EXERCISE DESCRIPTION: Transcribe each line below without altering anything.

PROVIDED RECORDS:
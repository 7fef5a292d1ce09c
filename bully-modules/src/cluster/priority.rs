use bully::{new_err, BullyError, NodeId};
use rand::Rng;
use std::collections::BTreeSet;

/// How node priorities are produced.
#[derive(Clone, Debug, Eq, PartialEq)]
pub enum PriorityAssignment {
    /// Ids given by the operator.
    Explicit(Vec<NodeId>),

    /// `count` consecutive ids beginning with `first`.
    Sequential { first: NodeId, count: usize },

    /// `count` distinct random ids in `1..=max`.
    Random { count: usize, max: NodeId },
}

impl PriorityAssignment {
    /// Produces the ids in ascending order. Fails when they cannot be unique.
    pub fn assign(&self) -> Result<Vec<NodeId>, BullyError> {
        match self {
            PriorityAssignment::Explicit(ids) => {
                let unique: BTreeSet<NodeId> = ids.iter().cloned().collect();
                if unique.len() != ids.len() {
                    return new_err(
                        "Cannot assign priorities".to_string(),
                        format!("duplicate ids in {:?}", ids),
                    );
                }
                Ok(unique.into_iter().collect())
            }
            PriorityAssignment::Sequential { first, count } => {
                let count = *count as NodeId;
                match first.checked_add(count) {
                    Some(_) => Ok((*first..*first + count).collect()),
                    None => new_err(
                        "Cannot assign priorities".to_string(),
                        format!("{} ids starting at {} overflow", count, first),
                    ),
                }
            }
            PriorityAssignment::Random { count, max } => {
                if (*count as NodeId) > *max {
                    return new_err(
                        "Cannot assign priorities".to_string(),
                        format!("{} unique ids do not fit in 1..={}", count, max),
                    );
                }

                let mut rng = rand::thread_rng();
                let mut ids = BTreeSet::new();
                while ids.len() < *count {
                    ids.insert(rng.gen_range(0, *max) + 1);
                }
                Ok(ids.into_iter().collect())
            }
        }
    }
}

#[cfg(test)]
mod tests {
    use super::*;

    #[test]
    fn explicit_ids_are_sorted() {
        let ids = PriorityAssignment::Explicit(vec![30, 10, 20]).assign().unwrap();

        assert_eq!(ids, vec![10, 20, 30]);
    }

    #[test]
    fn explicit_duplicates_are_rejected() {
        assert!(PriorityAssignment::Explicit(vec![10, 10]).assign().is_err());
    }

    #[test]
    fn sequential_ids() {
        let ids = PriorityAssignment::Sequential { first: 1, count: 3 }.assign().unwrap();

        assert_eq!(ids, vec![1, 2, 3]);
    }

    #[test]
    fn random_ids_are_unique_and_bounded() {
        let ids = PriorityAssignment::Random { count: 50, max: 60 }.assign().unwrap();

        assert_eq!(ids.len(), 50);
        assert!(ids.iter().all(|&id| id >= 1 && id <= 60));
    }

    #[test]
    fn random_ids_need_room() {
        assert!(PriorityAssignment::Random { count: 5, max: 4 }.assign().is_err());
    }
}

FINISHED TASK:
repository 7fef5a292d1ce09c
filename bully-modules/src/cluster/priority.rs
use bully::{new_err, BullyError, NodeId};
use rand::Rng;
use std::collections::BTreeSet;

/// How node priorities are produced.
#[derive(Clone, Debug, Eq, PartialEq)]
pub enum PriorityAssignment {
    /// Ids given by the operator.
    Explicit(Vec<NodeId>),

    /// `count` consecutive ids beginning with `first`.
    Sequential { first: NodeId, count: usize },

    /// `count` distinct random ids in `1..=max`.
    Random { count: usize, max: NodeId },
}

impl PriorityAssignment {
    /// Produces the ids in ascending order. Fails when they cannot be unique.
    pub fn assign(&self) -> Result<Vec<NodeId>, BullyError> {
        match self {
            PriorityAssignment::Explicit(ids) => {
                let unique: BTreeSet<NodeId> = ids.iter().cloned().collect();
                if unique.len() != ids.len() {
                    return new_err(
                        "Cannot assign priorities".to_string(),
                        format!("duplicate ids in {:?}", ids),
                    );
                }
                Ok(unique.into_iter().collect())
            }
            PriorityAssignment::Sequential { first, count } => {
                let count = *count as NodeId;
                match first.checked_add(count) {
                    Some(_) => Ok((*first..*first + count).collect()),
                    None => new_err(
                        "Cannot assign priorities".to_string(),
                        format!("{} ids starting at {} overflow", count, first),
                    ),
                }
            }
            PriorityAssignment::Random { count, max } => {
                if (*count as NodeId) > *max {
                    return new_err(
                        "Cannot assign priorities".to_string(),
                        format!("{} unique ids do not fit in 1..={}", count, max),
                    );
                }

                let mut rng = rand::thread_rng();
                let mut ids = BTreeSet::new();
                while ids.len() < *count {
                    ids.insert(rng.gen_range(0, *max) + 1);
                }
                Ok(ids.into_iter().collect())
            }
        }
    }
}

#[cfg(test)]
mod tests {
    use super::*;

    #[test]
    fn explicit_ids_are_sorted() {
        let ids = PriorityAssignment::Explicit(vec![30, 10, 20]).assign().unwrap();

        assert_eq!(ids, vec![10, 20, 30]);
    }

    #[test]
    fn explicit_duplicates_are_rejected() {
        assert!(PriorityAssignment::Explicit(vec![10, 10]).assign().is_err());
    }

    #[test]
    fn sequential_ids() {
        let ids = PriorityAssignment::Sequential { first: 1, count: 3 }.assign().unwrap();

        assert_eq!(ids, vec![1, 2, 3]);
    }

    #[test]
    fn random_ids_are_unique_and_bounded() {
        let ids = PriorityAssignment::Random { count: 50, max: 60 }.assign().unwrap();

        assert_eq!(ids.len(), 50);
        assert!(ids.iter().all(|&id| id >= 1 && id <= 60));
    }

    #[test]
    fn random_ids_need_room() {
        assert!(PriorityAssignment::Random { count: 5, max: 4 }.assign().is_err());
    }
}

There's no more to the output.